--- START ---

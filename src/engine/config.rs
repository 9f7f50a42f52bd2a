//! Covenant Configuration Module
//! Handles loading and validating covenant.config.json

use serde::{Deserialize, Serialize};
use std::path::{Path, PathBuf};
use thiserror::Error;

pub const CONFIG_FILE: &str = "covenant.config.json";

#[derive(Error, Debug)]
pub enum ConfigError {
    #[error("Config file not found: {0}")]
    NotFound(PathBuf),
    #[error("Failed to read config: {0}")]
    ReadError(#[from] std::io::Error),
    #[error("Invalid config format: {0}")]
    ParseError(#[from] serde_json::Error),
    #[error("Invalid config value: {0}")]
    Invalid(String),
}

#[derive(Debug, Clone, Serialize, Deserialize)]
pub struct Config {
    pub version: String,
    pub service: ServiceConfig,
    pub api: ApiConfig,
    #[serde(default)]
    pub risk: RiskConfig,
    #[serde(default)]
    pub storage: StorageConfig,
    #[serde(default)]
    pub audit: AuditConfig,
}

#[derive(Debug, Clone, Serialize, Deserialize)]
pub struct ServiceConfig {
    pub name: String,
    pub id: String,
}

#[derive(Debug, Clone, Serialize, Deserialize)]
pub struct ApiConfig {
    #[serde(default = "default_port")]
    pub port: u16,
    #[serde(default = "default_host")]
    pub host: String,
}

/// Risk scoring knobs
#[derive(Debug, Clone, Serialize, Deserialize)]
pub struct RiskConfig {
    /// ISO 3166-1 alpha-2 codes treated as high risk
    #[serde(default = "default_high_risk_countries")]
    pub high_risk_countries: Vec<String>,
    #[serde(default = "default_high_risk_penalty")]
    pub high_risk_penalty: u8,
    #[serde(default = "default_invalid_id_penalty")]
    pub invalid_id_penalty: u8,
    /// Upper bound (inclusive) of the random component
    #[serde(default = "default_max_variance")]
    pub max_variance: u8,
}

#[derive(Debug, Clone, Serialize, Deserialize)]
#[serde(tag = "type", rename_all = "lowercase")]
pub enum StorageConfig {
    Memory,
    Sqlite { path: PathBuf },
}

#[derive(Debug, Clone, Serialize, Deserialize)]
pub struct AuditConfig {
    #[serde(default = "default_audit_dir")]
    pub dir: PathBuf,
}

fn default_port() -> u16 {
    54380
}

fn default_host() -> String {
    "127.0.0.1".to_string()
}

fn default_high_risk_countries() -> Vec<String> {
    ["AF", "IR", "KP", "MM", "SY", "YE"]
        .iter()
        .map(|c| c.to_string())
        .collect()
}

fn default_high_risk_penalty() -> u8 {
    30
}

fn default_invalid_id_penalty() -> u8 {
    25
}

fn default_max_variance() -> u8 {
    20
}

fn default_audit_dir() -> PathBuf {
    PathBuf::from("./audit")
}

impl Default for RiskConfig {
    fn default() -> Self {
        Self {
            high_risk_countries: default_high_risk_countries(),
            high_risk_penalty: default_high_risk_penalty(),
            invalid_id_penalty: default_invalid_id_penalty(),
            max_variance: default_max_variance(),
        }
    }
}

impl Default for StorageConfig {
    fn default() -> Self {
        StorageConfig::Sqlite {
            path: PathBuf::from("./data/covenant.db"),
        }
    }
}

impl Default for AuditConfig {
    fn default() -> Self {
        Self {
            dir: default_audit_dir(),
        }
    }
}

impl Config {
    pub fn load(project_dir: &Path) -> Result<Self, ConfigError> {
        let config_path = project_dir.join(CONFIG_FILE);
        if !config_path.exists() {
            return Err(ConfigError::NotFound(config_path));
        }
        let content = std::fs::read_to_string(&config_path)?;
        let config: Config = serde_json::from_str(&content)?;
        config.validate()?;
        Ok(config)
    }

    pub fn save(&self, project_dir: &Path) -> Result<(), ConfigError> {
        let config_path = project_dir.join(CONFIG_FILE);
        let content = serde_json::to_string_pretty(self)?;
        std::fs::write(&config_path, content)?;
        Ok(())
    }

    /// Penalties above 100 would make the clamp meaningless for a single factor
    pub fn validate(&self) -> Result<(), ConfigError> {
        let risk = &self.risk;
        for (name, value) in [
            ("high_risk_penalty", risk.high_risk_penalty),
            ("invalid_id_penalty", risk.invalid_id_penalty),
            ("max_variance", risk.max_variance),
        ] {
            if value > 100 {
                return Err(ConfigError::Invalid(format!(
                    "risk.{} must be within 0..=100, got {}",
                    name, value
                )));
            }
        }
        if risk.high_risk_countries.iter().any(|c| c.trim().is_empty()) {
            return Err(ConfigError::Invalid(
                "risk.high_risk_countries contains an empty code".to_string(),
            ));
        }
        Ok(())
    }

    pub fn default_for_service(name: &str) -> Self {
        Self {
            version: "0.1.0".to_string(),
            service: ServiceConfig {
                name: name.to_string(),
                id: format!("covenant-{}", name),
            },
            api: ApiConfig {
                port: default_port(),
                host: default_host(),
            },
            risk: RiskConfig::default(),
            storage: StorageConfig::default(),
            audit: AuditConfig::default(),
        }
    }
}
//! Risk Module
//!
//! KYC/AML risk scoring and verification records

pub mod scoring;
pub mod store;

pub use scoring::{
    FixedVariance, KycSubject, RandomVariance, RiskAssessment, RiskScorer, RiskStatus,
    VarianceSource, REJECT_THRESHOLD, REVIEW_THRESHOLD,
};
pub use store::{MemoryStore, SqliteStore, StoreError, VerificationRecord, VerificationStore};

use std::sync::Arc;

use crate::engine::observability::MetricsCollector;

/// Scores a subject and persists the resulting verification
pub struct KycService {
    scorer: RiskScorer,
    store: Arc<dyn VerificationStore>,
    metrics: Option<Arc<MetricsCollector>>,
}

impl KycService {
    pub fn new(scorer: RiskScorer, store: Arc<dyn VerificationStore>) -> Self {
        Self {
            scorer,
            store,
            metrics: None,
        }
    }

    pub fn with_metrics(mut self, metrics: Arc<MetricsCollector>) -> Self {
        self.metrics = Some(metrics);
        self
    }

    pub fn scorer(&self) -> &RiskScorer {
        &self.scorer
    }

    pub fn verify(&self, subject: &KycSubject, user_id: Option<&str>) -> Result<VerificationRecord, StoreError> {
        let assessment = self.scorer.assess(subject);
        let record = VerificationRecord::new(subject, &assessment, user_id);
        self.store.put(&record)?;

        if let Some(metrics) = &self.metrics {
            metrics.record_risk(assessment.score, assessment.status);
        }

        tracing::info!(
            verification_id = %record.id,
            country = %record.country,
            score = record.score,
            status = %record.status,
            "KYC verification recorded"
        );

        Ok(record)
    }

    pub fn get(&self, id: &str) -> Result<Option<VerificationRecord>, StoreError> {
        self.store.get(id)
    }

    pub fn delete(&self, id: &str) -> Result<bool, StoreError> {
        self.store.delete(id)
    }
}
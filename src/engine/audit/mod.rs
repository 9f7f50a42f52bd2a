//! Audit Module
//!
//! Immutable audit records of action outcomes

pub mod audit;

pub use audit::{AuditLog, AuditRecord, AUDIT_VERSION};
//! Covenant - role gating, constitutional validation and KYC risk scoring
//! for the learning platform's service layer

pub mod engine;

--- END ---

> [WORK REQUIRED]: Above this task is a listing. Restate, word for word and with nothing added, the lines from the one with "fn default_high_risk_countries() ->" through the one with "fn default_audit_dir() ->".

> [WRITTEN RESPONSE]:
fn default_high_risk_countries() -> Vec<String> {
    ["AF", "IR", "KP", "MM", "SY", "YE"]
        .iter()
        .map(|c| c.to_string())
        .collect()
}

fn default_high_risk_penalty() -> u8 {
    30
}

fn default_invalid_id_penalty() -> u8 {
    25
}

fn default_max_variance() -> u8 {
    20
}

fn default_audit_dir() -> PathBuf {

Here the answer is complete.